** DATA FOR ANALYSIS **
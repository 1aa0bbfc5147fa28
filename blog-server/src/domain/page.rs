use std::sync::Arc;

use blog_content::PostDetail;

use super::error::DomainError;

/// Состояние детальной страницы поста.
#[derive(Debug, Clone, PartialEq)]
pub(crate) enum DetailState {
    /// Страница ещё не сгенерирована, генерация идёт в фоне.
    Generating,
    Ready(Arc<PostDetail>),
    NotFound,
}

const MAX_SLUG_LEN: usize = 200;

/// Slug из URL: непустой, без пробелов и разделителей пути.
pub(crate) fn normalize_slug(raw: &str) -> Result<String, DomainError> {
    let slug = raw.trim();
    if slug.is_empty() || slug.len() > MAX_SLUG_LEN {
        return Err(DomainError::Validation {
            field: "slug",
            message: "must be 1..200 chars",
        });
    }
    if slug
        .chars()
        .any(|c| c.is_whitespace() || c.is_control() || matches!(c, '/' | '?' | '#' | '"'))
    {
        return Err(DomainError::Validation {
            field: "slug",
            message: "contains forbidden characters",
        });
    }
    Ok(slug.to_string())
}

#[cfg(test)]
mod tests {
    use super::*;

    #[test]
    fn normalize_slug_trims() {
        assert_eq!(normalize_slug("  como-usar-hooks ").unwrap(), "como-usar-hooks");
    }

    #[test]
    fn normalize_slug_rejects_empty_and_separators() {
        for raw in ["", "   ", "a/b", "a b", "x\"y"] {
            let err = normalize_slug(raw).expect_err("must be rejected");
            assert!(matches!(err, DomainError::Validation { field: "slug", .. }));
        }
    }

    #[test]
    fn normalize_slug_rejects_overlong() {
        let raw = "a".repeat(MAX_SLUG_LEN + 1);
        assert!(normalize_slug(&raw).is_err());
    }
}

** EXERCISE INSTRUCTIONS **
Return all lines from the data above with "message" in them.

** ANSWER SECTION **
            message: "must be 1..200 chars",
            message: "contains forbidden characters",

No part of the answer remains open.